• Problem statement:
The required answer is each line in the entries below where "assigned" occurs.

• Records for this task:
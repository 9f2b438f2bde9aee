//! Logging
//!
//! The namespace only emits `tracing` events; it never installs a subscriber
//! on its own. Embedders that want those events on the console or in a file
//! call [`init_logging`] once at startup, or install the result of
//! [`build_subscriber`] themselves.

use serde::{Deserialize, Serialize};
use std::collections::BTreeMap;
use std::fs::OpenOptions;
use std::path::PathBuf;
use std::str::FromStr;
use std::sync::Arc;
use thiserror::Error;
use tracing::Subscriber;
use tracing_subscriber::fmt::time::ChronoUtc;
use tracing_subscriber::fmt::writer::{BoxMakeWriter, MakeWriterExt};
use tracing_subscriber::{fmt, layer::SubscriberExt, EnvFilter, Registry};

#[derive(Debug, Error)]
pub enum LoggingError {
    #[error("invalid log {key}: '{value}'")]
    InvalidValue { key: &'static str, value: String },

    #[error("invalid log filter '{directive}': {reason}")]
    InvalidFilter { directive: String, reason: String },

    #[error("no platform state directory for the default log file")]
    NoLogDirectory,

    #[error("cannot open log file {}: {source}", path.display())]
    LogFile {
        path: PathBuf,
        #[source]
        source: std::io::Error,
    },

    #[error("a global tracing subscriber is already installed")]
    AlreadyInitialized,
}

#[derive(Debug, Clone, Copy, PartialEq, Eq, Default, Serialize, Deserialize)]
#[serde(rename_all = "snake_case")]
pub enum LogFormat {
    #[default]
    Text,
    Json,
}

impl FromStr for LogFormat {
    type Err = LoggingError;

    fn from_str(s: &str) -> Result<Self, Self::Err> {
        match s {
            "text" => Ok(LogFormat::Text),
            "json" => Ok(LogFormat::Json),
            other => Err(LoggingError::InvalidValue {
                key: "format",
                value: other.to_string(),
            }),
        }
    }
}

/// Where formatted events go.
#[derive(Debug, Clone, Copy, PartialEq, Eq, Default, Serialize, Deserialize)]
#[serde(rename_all = "snake_case")]
pub enum LogOutput {
    Stdout,
    #[default]
    Stderr,
    File,
    #[serde(rename = "file+stderr")]
    FileAndStderr,
    /// stdout and stderr
    Both,
}

impl LogOutput {
    fn has_file(self) -> bool {
        matches!(self, LogOutput::File | LogOutput::FileAndStderr)
    }
}

impl FromStr for LogOutput {
    type Err = LoggingError;

    fn from_str(s: &str) -> Result<Self, Self::Err> {
        match s {
            "stdout" => Ok(LogOutput::Stdout),
            "stderr" => Ok(LogOutput::Stderr),
            "file" => Ok(LogOutput::File),
            "file+stderr" => Ok(LogOutput::FileAndStderr),
            "both" => Ok(LogOutput::Both),
            other => Err(LoggingError::InvalidValue {
                key: "output",
                value: other.to_string(),
            }),
        }
    }
}

/// `[logging]` section of the configuration file
#[derive(Debug, Clone, Serialize, Deserialize)]
pub struct LoggingConfig {
    #[serde(default = "default_true")]
    pub enabled: bool,

    /// Base filter: a level (`info`) or a full `EnvFilter` directive list
    #[serde(default = "default_level")]
    pub level: String,

    #[serde(default)]
    pub format: LogFormat,

    #[serde(default)]
    pub output: LogOutput,

    /// Log file when `output` includes a file; platform state dir otherwise
    #[serde(default)]
    pub file: Option<PathBuf>,

    /// ANSI colors for text output to a console
    #[serde(default = "default_true")]
    pub color: bool,

    /// Per-target levels, e.g. `treefs::store = "trace"`
    #[serde(default)]
    pub modules: BTreeMap<String, String>,
}

fn default_level() -> String {
    "info".to_string()
}

fn default_true() -> bool {
    true
}

impl Default for LoggingConfig {
    fn default() -> Self {
        Self {
            enabled: true,
            level: default_level(),
            format: LogFormat::default(),
            output: LogOutput::default(),
            file: None,
            color: true,
            modules: BTreeMap::new(),
        }
    }
}

impl LoggingConfig {
    /// Overlay `TREEFS_LOG`, `TREEFS_LOG_FORMAT`, `TREEFS_LOG_OUTPUT`,
    /// `TREEFS_LOG_FILE` and `TREEFS_LOG_MODULES` (`target=level,...`).
    pub fn with_env_overrides(mut self) -> Result<Self, LoggingError> {
        if let Some(level) = env_value("TREEFS_LOG") {
            self.level = level;
        }
        if let Some(format) = env_value("TREEFS_LOG_FORMAT") {
            self.format = format.parse()?;
        }
        if let Some(output) = env_value("TREEFS_LOG_OUTPUT") {
            self.output = output.parse()?;
        }
        if let Some(file) = env_value("TREEFS_LOG_FILE") {
            self.file = Some(PathBuf::from(file));
        }
        if let Some(modules) = env_value("TREEFS_LOG_MODULES") {
            for spec in modules.split(',') {
                if let Some((target, level)) = spec.split_once('=') {
                    self.modules
                        .insert(target.trim().to_string(), level.trim().to_string());
                }
            }
        }
        Ok(self)
    }

    /// File that `File` and `FileAndStderr` outputs append to.
    pub fn log_file_path(&self) -> Result<PathBuf, LoggingError> {
        if let Some(path) = self.file.as_ref().filter(|p| !p.as_os_str().is_empty()) {
            return Ok(path.clone());
        }
        let dirs = directories::ProjectDirs::from("", "treefs", "treefs")
            .ok_or(LoggingError::NoLogDirectory)?;
        // state_dir is Linux-only
        let dir = dirs.state_dir().unwrap_or_else(|| dirs.data_local_dir());
        Ok(dir.join("treefs.log"))
    }

    fn filter(&self) -> Result<EnvFilter, LoggingError> {
        if !self.enabled {
            return Ok(EnvFilter::new("off"));
        }
        let mut filter = EnvFilter::try_new(&self.level).map_err(|e| LoggingError::InvalidFilter {
            directive: self.level.clone(),
            reason: e.to_string(),
        })?;
        for (target, level) in &self.modules {
            let directive = format!("{}={}", target, level);
            let parsed = directive.parse().map_err(|e: tracing_subscriber::filter::ParseError| {
                LoggingError::InvalidFilter {
                    directive: directive.clone(),
                    reason: e.to_string(),
                }
            })?;
            filter = filter.add_directive(parsed);
        }
        Ok(filter)
    }

    fn writer(&self) -> Result<BoxMakeWriter, LoggingError> {
        let console = match self.output {
            LogOutput::Stdout => return Ok(BoxMakeWriter::new(std::io::stdout)),
            LogOutput::Stderr => return Ok(BoxMakeWriter::new(std::io::stderr)),
            LogOutput::Both => return Ok(BoxMakeWriter::new(std::io::stdout.and(std::io::stderr))),
            LogOutput::File => false,
            LogOutput::FileAndStderr => true,
        };

        let path = self.log_file_path()?;
        let open_error = |source| LoggingError::LogFile {
            path: path.clone(),
            source,
        };
        if let Some(parent) = path.parent() {
            std::fs::create_dir_all(parent).map_err(open_error)?;
        }
        let file = OpenOptions::new()
            .create(true)
            .append(true)
            .open(&path)
            .map_err(open_error)?;
        let file = Arc::new(file);
        Ok(if console {
            BoxMakeWriter::new(file.and(std::io::stderr))
        } else {
            BoxMakeWriter::new(file)
        })
    }
}

fn env_value(key: &str) -> Option<String> {
    std::env::var(key).ok().filter(|v| !v.is_empty())
}

/// Build a subscriber from `config` alone; the environment is not consulted.
pub fn build_subscriber(
    config: &LoggingConfig,
) -> Result<Box<dyn Subscriber + Send + Sync>, LoggingError> {
    let filter = config.filter()?;
    let writer = config.writer()?;
    let registry = Registry::default().with(filter);

    let subscriber: Box<dyn Subscriber + Send + Sync> = match config.format {
        LogFormat::Json => Box::new(
            registry.with(
                fmt::layer()
                    .json()
                    .with_target(true)
                    .with_timer(ChronoUtc::rfc_3339())
                    .with_writer(writer),
            ),
        ),
        LogFormat::Text => Box::new(
            registry.with(
                fmt::layer()
                    .with_target(true)
                    .with_timer(ChronoUtc::rfc_3339())
                    .with_ansi(config.color && !config.output.has_file())
                    .with_writer(writer),
            ),
        ),
    };
    Ok(subscriber)
}

/// Install the global subscriber: environment overrides first, then `config`,
/// then defaults. Fails if any global subscriber is already set.
pub fn init_logging(config: &LoggingConfig) -> Result<(), LoggingError> {
    let config = config.clone().with_env_overrides()?;
    let subscriber = build_subscriber(&config)?;
    tracing::subscriber::set_global_default(subscriber)
        .map_err(|_| LoggingError::AlreadyInitialized)?;
    tracing::debug!(format = ?config.format, output = ?config.output, "Logging initialized");
    Ok(())
}
//! Core identifier types for the namespace.

/// EntityId: integer handle of a namespace node, assigned by the entity store
pub type EntityId = u64;

/// Reserved identifier of the namespace root directory
pub const ROOT_ID: EntityId = 1;

/// Parent sentinel carried by the root; never assigned to a real entity
pub const NO_PARENT: EntityId = 0;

• Written reply:
/// EntityId: integer handle of a namespace node, assigned by the entity store
/// Parent sentinel carried by the root; never assigned to a real entity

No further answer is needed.